---------- Record extracts ----------

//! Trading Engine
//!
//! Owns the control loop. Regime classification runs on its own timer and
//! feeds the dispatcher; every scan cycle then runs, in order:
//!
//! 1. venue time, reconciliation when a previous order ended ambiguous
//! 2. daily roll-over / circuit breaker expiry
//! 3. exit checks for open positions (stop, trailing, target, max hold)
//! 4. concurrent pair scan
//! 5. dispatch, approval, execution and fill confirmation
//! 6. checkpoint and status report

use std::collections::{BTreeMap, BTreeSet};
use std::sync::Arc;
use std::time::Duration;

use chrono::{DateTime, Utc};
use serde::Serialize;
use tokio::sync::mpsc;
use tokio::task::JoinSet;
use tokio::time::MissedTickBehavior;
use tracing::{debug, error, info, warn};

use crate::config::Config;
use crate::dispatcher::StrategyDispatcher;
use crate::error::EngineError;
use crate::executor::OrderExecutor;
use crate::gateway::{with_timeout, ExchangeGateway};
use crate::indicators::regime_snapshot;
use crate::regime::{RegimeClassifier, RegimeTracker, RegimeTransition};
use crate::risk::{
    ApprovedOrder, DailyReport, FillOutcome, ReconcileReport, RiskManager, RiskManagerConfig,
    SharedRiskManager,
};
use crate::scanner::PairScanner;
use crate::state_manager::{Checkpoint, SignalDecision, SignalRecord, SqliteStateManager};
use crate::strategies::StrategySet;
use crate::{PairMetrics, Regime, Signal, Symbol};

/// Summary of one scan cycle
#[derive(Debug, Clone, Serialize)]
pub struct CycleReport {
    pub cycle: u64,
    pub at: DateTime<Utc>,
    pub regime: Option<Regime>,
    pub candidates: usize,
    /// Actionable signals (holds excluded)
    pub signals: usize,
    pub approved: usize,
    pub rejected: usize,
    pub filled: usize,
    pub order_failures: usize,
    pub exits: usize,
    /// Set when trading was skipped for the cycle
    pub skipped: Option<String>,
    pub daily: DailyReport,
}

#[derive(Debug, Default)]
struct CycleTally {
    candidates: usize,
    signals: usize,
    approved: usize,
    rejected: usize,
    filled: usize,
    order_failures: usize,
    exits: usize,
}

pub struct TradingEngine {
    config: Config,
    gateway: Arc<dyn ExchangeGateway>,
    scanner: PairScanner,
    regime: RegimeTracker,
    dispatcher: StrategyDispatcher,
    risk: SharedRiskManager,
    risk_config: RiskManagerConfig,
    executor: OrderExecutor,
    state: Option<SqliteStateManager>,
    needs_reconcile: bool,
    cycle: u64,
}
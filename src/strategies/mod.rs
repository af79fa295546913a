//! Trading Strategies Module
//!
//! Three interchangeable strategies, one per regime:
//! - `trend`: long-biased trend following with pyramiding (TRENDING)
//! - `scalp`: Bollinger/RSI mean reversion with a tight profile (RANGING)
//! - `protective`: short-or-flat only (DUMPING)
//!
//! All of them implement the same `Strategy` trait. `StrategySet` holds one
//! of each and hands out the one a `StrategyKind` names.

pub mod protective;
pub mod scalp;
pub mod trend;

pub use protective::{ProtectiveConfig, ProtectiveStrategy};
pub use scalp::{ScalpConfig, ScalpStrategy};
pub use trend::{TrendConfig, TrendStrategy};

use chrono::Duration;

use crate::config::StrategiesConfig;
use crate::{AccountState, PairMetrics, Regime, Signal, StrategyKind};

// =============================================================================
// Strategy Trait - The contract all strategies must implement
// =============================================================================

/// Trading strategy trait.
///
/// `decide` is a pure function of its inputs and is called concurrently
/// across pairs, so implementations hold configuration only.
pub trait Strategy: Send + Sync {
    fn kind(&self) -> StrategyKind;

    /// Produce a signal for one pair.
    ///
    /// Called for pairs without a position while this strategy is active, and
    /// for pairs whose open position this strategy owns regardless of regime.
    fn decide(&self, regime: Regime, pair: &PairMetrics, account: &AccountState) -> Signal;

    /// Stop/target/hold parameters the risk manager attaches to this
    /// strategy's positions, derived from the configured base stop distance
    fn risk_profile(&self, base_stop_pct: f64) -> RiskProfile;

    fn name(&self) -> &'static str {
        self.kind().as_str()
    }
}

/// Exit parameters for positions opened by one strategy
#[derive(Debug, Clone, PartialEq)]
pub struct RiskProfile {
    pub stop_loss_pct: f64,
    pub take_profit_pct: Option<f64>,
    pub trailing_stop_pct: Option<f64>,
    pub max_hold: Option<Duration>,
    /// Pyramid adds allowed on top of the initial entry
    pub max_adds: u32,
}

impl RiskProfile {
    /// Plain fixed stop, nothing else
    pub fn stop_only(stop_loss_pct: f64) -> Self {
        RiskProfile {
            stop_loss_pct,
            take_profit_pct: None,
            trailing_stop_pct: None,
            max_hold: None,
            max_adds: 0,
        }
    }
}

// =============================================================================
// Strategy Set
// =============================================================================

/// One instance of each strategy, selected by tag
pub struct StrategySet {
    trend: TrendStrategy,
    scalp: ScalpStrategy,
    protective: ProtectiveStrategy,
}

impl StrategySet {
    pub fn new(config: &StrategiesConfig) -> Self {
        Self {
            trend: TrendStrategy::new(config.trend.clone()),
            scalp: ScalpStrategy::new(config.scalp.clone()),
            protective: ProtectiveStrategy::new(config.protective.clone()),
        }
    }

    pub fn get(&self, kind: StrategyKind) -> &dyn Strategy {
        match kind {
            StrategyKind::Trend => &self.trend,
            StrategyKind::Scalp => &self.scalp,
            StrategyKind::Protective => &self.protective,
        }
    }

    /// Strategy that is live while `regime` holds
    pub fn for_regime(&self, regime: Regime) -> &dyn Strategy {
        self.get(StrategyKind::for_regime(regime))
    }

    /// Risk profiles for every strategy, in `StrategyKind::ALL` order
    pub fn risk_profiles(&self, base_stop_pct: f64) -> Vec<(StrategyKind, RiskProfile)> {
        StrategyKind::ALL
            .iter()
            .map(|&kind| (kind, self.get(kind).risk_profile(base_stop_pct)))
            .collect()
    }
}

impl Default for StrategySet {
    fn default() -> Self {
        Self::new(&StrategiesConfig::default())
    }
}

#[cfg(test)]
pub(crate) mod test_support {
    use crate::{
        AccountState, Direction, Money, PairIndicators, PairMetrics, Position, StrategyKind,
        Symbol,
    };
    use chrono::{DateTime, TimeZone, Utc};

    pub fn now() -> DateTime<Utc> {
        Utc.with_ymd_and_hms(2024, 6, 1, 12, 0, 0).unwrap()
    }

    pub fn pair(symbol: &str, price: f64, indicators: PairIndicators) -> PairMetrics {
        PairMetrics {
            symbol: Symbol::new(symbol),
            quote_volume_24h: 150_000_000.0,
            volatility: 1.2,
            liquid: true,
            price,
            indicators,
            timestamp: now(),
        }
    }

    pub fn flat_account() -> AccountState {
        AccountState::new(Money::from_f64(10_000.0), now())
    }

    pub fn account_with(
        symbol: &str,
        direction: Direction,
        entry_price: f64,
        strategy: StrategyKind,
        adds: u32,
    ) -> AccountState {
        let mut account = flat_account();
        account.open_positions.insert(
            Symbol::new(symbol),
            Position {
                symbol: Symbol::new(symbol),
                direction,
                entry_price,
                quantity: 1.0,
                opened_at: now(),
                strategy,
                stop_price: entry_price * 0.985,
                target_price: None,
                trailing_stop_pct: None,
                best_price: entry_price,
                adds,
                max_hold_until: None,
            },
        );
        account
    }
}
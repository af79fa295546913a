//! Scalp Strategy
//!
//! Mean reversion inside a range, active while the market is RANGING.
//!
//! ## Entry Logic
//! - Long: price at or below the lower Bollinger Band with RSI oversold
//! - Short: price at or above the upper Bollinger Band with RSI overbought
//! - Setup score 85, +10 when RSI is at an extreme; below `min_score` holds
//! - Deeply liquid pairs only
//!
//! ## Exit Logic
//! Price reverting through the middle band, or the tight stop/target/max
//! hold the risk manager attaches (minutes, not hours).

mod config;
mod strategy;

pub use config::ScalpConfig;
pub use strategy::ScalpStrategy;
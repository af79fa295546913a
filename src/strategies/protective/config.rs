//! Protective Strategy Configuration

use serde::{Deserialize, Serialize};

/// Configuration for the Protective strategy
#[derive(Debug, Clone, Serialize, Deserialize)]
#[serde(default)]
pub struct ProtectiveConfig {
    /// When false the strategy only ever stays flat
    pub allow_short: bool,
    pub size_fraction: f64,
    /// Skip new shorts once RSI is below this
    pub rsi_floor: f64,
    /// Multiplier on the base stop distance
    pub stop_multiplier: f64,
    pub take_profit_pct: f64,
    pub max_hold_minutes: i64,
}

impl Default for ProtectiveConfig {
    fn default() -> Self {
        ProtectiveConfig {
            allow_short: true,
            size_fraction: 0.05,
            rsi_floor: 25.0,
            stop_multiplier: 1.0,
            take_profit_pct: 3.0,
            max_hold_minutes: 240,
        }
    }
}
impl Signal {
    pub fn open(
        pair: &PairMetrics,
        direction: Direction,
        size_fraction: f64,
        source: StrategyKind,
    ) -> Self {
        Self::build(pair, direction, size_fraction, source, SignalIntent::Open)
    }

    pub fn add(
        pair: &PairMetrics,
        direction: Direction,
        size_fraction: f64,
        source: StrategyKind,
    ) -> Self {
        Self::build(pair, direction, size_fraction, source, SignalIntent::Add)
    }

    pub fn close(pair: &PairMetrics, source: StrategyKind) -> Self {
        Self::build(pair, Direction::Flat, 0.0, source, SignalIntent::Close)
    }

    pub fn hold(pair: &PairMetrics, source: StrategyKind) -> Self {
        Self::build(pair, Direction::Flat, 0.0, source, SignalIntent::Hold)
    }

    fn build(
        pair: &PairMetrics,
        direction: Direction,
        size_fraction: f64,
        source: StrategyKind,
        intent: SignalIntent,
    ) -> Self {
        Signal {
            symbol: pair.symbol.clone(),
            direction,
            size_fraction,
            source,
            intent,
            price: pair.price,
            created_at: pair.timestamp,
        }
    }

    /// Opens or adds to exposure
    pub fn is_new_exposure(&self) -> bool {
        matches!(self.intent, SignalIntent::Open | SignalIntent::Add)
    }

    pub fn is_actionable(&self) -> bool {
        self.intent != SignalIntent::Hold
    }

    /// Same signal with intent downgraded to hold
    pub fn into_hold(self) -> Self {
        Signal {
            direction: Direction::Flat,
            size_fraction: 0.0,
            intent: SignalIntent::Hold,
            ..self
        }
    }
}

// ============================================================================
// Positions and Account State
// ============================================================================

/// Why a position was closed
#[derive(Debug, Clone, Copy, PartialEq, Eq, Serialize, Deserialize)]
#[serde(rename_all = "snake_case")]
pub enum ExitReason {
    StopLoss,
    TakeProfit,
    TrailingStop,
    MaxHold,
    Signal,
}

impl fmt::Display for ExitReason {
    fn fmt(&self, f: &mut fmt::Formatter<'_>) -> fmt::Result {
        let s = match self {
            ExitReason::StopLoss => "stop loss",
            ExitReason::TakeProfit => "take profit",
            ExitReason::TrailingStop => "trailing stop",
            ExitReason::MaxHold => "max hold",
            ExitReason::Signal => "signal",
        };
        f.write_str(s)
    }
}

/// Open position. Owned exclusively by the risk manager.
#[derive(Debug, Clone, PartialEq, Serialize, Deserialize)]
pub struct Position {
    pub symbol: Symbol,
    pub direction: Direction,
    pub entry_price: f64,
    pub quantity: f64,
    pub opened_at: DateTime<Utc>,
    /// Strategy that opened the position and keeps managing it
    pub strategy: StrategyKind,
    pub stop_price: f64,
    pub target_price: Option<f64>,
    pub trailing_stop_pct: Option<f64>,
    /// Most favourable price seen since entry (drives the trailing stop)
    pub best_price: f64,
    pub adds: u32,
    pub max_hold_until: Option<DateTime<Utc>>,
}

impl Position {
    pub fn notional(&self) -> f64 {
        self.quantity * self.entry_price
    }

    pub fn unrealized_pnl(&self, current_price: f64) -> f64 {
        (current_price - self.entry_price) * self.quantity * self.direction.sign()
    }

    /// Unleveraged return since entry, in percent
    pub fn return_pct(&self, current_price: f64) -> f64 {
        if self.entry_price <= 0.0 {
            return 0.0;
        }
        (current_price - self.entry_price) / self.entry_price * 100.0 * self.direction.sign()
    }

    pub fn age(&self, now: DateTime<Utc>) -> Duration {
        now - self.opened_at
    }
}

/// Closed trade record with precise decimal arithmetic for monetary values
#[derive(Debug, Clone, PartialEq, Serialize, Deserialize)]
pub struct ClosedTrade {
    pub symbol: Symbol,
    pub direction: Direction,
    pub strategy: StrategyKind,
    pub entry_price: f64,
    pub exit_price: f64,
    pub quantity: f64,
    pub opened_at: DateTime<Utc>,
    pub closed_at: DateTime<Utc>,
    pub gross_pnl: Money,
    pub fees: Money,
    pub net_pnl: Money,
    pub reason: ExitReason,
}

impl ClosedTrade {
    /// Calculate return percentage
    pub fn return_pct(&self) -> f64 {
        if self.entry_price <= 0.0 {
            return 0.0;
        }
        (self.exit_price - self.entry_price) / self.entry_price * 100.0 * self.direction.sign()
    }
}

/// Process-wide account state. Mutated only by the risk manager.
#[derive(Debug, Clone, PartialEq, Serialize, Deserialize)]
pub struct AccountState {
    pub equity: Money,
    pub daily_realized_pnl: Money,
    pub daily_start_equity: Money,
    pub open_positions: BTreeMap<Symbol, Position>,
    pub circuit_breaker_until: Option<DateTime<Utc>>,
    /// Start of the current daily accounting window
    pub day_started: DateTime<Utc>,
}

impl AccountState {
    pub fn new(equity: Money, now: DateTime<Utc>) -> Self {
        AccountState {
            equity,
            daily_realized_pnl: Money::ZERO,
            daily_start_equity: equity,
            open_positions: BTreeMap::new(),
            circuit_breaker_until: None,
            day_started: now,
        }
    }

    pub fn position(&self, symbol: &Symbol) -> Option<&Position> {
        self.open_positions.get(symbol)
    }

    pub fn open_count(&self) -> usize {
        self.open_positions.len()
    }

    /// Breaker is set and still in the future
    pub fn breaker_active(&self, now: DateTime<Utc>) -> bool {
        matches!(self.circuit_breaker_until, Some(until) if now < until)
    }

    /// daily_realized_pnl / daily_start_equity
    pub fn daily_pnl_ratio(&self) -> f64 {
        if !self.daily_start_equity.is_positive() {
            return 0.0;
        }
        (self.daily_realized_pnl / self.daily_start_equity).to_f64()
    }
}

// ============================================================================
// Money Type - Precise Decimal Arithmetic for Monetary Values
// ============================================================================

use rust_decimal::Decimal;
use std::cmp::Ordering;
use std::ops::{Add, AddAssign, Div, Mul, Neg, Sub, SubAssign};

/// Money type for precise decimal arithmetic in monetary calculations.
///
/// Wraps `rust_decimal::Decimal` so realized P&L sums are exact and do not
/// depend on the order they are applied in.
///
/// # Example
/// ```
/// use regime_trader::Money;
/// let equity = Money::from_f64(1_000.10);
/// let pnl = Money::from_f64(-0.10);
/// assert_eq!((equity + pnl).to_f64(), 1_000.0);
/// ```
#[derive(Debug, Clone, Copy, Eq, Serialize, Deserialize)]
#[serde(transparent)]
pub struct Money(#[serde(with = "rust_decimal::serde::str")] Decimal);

----------

*Aim of the exercise*
When you reach the line that contains "and fill confirmation", stop; that line and every line before it, from the very first line of the data, should be restated word for word.

*Output of the exercise*
//! Trading Engine
//!
//! Owns the control loop. Regime classification runs on its own timer and
//! feeds the dispatcher; every scan cycle then runs, in order:
//!
//! 1. venue time, reconciliation when a previous order ended ambiguous
//! 2. daily roll-over / circuit breaker expiry
//! 3. exit checks for open positions (stop, trailing, target, max hold)
//! 4. concurrent pair scan
//! 5. dispatch, approval, execution and fill confirmation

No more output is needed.